For the word "only", search the records and show each line in which it occurs.

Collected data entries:
== Segment start ==
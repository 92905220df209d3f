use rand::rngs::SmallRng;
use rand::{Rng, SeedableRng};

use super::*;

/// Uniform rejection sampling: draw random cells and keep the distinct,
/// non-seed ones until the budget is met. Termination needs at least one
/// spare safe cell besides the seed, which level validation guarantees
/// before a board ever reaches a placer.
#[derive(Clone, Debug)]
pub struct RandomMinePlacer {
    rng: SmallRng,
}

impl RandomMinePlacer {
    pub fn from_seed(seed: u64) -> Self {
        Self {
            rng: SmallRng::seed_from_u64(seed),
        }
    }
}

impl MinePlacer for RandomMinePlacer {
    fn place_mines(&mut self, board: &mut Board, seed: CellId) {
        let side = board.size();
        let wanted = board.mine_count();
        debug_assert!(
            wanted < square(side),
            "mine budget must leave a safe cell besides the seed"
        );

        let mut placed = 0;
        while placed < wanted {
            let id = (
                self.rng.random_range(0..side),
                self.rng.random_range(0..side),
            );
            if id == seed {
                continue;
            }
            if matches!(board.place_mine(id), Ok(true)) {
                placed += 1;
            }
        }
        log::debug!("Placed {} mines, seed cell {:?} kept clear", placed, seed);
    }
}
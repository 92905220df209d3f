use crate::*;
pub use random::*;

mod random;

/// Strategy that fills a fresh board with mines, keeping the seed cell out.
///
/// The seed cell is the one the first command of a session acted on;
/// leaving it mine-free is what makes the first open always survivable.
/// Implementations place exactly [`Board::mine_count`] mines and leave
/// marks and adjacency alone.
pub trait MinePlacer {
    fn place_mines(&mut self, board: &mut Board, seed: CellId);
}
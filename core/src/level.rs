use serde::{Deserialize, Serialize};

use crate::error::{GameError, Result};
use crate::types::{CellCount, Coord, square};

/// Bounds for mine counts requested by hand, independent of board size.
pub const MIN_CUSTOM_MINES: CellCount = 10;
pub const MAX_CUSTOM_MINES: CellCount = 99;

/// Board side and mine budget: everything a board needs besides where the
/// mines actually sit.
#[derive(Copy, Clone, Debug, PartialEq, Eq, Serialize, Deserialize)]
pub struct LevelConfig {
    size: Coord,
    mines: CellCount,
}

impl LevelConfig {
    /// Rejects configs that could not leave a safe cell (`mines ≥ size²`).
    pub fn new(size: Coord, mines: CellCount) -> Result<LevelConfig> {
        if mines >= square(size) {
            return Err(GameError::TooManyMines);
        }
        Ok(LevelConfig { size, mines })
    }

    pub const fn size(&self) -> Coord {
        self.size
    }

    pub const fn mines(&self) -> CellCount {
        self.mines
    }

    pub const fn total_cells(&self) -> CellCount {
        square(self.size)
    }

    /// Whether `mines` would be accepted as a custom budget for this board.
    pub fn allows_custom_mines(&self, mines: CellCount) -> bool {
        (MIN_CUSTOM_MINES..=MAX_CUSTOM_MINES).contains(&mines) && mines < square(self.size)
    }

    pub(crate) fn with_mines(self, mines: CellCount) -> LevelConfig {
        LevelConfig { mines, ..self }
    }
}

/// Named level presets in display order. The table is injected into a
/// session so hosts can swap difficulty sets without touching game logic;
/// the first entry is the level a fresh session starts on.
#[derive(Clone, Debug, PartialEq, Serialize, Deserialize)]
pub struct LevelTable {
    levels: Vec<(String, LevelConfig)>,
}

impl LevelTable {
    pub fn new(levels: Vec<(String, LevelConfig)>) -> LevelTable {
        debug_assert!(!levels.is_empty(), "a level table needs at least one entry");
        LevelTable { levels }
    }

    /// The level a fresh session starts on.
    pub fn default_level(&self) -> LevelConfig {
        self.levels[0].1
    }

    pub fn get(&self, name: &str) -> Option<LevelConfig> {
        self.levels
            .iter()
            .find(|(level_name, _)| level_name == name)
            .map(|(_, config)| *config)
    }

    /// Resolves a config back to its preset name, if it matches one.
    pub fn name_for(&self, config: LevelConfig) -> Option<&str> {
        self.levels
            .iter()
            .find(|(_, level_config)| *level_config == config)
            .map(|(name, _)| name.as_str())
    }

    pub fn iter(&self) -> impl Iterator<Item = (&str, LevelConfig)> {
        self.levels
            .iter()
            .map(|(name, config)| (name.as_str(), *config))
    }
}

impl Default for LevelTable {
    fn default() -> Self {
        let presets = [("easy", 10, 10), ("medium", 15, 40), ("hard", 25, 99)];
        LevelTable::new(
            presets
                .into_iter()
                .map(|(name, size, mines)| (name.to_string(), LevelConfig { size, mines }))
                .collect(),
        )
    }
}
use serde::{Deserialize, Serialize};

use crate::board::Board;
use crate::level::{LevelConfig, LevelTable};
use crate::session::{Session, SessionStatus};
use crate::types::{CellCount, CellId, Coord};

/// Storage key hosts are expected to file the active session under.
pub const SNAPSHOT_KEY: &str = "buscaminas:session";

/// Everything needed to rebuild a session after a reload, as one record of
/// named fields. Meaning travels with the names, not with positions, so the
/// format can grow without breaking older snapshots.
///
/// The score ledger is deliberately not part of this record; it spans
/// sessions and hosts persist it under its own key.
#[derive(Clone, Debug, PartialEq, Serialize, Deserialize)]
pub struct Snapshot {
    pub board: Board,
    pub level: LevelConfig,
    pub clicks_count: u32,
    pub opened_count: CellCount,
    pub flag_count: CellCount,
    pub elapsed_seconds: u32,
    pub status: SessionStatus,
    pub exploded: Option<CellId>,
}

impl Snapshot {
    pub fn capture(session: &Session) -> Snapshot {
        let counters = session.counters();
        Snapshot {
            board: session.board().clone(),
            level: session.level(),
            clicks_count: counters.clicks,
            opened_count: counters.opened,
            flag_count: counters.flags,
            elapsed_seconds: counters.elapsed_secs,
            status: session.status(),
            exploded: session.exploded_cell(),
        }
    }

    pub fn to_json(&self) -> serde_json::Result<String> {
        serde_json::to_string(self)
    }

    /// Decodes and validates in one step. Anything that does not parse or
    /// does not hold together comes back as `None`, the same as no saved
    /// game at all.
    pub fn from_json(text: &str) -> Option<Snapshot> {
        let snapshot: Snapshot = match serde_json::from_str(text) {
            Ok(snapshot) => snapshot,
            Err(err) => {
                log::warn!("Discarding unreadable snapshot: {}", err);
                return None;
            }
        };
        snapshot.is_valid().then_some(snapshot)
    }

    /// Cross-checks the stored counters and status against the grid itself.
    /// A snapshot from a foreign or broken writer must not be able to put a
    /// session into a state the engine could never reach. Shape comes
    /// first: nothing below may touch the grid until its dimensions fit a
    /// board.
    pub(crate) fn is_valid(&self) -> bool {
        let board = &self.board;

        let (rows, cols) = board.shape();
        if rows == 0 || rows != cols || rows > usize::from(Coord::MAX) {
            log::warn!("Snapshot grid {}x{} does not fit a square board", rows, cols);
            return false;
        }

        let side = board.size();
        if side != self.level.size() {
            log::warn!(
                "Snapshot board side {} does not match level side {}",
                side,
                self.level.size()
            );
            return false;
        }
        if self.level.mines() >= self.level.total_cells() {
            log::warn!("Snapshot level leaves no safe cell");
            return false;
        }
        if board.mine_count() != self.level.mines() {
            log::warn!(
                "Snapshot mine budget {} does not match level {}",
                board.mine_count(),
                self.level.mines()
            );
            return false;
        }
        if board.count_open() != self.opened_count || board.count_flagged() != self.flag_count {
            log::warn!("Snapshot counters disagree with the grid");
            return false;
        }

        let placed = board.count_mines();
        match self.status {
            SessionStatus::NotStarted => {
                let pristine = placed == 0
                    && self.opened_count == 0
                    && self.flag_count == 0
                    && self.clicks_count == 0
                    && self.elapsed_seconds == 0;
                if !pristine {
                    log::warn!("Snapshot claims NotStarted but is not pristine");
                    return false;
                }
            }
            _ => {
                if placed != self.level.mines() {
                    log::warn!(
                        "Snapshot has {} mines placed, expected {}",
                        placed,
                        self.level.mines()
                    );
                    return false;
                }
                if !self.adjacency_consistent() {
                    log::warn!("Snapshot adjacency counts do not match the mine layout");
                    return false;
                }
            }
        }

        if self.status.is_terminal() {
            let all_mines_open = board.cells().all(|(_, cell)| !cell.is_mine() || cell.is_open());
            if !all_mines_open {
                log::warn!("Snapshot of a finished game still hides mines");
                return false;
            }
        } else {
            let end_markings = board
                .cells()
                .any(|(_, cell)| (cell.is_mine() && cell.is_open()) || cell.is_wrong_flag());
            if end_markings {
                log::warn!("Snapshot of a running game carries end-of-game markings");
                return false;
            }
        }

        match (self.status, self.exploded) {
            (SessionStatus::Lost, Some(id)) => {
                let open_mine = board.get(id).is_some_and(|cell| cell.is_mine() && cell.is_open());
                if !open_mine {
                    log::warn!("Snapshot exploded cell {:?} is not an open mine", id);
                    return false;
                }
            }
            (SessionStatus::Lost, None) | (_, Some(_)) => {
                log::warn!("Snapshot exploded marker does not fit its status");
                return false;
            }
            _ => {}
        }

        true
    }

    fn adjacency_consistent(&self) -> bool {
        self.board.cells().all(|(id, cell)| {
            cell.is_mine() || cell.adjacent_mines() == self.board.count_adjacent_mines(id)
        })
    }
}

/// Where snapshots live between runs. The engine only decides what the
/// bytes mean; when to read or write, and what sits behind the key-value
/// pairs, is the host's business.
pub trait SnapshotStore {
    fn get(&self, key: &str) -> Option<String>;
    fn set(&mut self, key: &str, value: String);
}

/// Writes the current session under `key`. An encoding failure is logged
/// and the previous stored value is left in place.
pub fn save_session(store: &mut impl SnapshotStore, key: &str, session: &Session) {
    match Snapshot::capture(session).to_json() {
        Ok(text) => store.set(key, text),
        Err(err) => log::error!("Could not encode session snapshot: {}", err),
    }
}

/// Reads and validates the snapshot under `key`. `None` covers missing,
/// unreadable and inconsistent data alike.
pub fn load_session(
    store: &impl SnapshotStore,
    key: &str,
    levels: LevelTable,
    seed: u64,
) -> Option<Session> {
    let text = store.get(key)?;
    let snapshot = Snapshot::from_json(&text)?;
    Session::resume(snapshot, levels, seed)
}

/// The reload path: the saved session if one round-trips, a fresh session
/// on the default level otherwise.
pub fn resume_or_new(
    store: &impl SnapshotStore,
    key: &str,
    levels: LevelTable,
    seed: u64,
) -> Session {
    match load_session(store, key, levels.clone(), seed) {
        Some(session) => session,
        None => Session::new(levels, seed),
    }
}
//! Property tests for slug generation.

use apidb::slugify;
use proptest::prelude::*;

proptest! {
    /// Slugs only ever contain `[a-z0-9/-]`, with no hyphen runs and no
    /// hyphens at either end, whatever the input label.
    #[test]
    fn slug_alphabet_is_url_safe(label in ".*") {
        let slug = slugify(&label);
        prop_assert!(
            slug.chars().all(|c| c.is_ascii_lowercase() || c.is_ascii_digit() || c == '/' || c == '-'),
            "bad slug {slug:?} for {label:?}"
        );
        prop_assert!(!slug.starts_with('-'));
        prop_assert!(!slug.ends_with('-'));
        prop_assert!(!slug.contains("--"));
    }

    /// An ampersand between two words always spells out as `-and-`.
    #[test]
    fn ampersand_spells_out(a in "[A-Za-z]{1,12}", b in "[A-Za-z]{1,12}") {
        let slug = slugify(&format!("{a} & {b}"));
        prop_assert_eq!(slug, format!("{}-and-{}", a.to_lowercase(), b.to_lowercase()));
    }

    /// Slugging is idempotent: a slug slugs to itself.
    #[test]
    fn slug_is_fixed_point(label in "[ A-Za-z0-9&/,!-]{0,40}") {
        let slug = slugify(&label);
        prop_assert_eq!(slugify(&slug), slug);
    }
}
== Segment end ==
EXERCISE RESPONSE:
/// Where snapshots live between runs. The engine only decides what the
    /// Slugs only ever contain `[a-z0-9/-]`, with no hyphen runs and no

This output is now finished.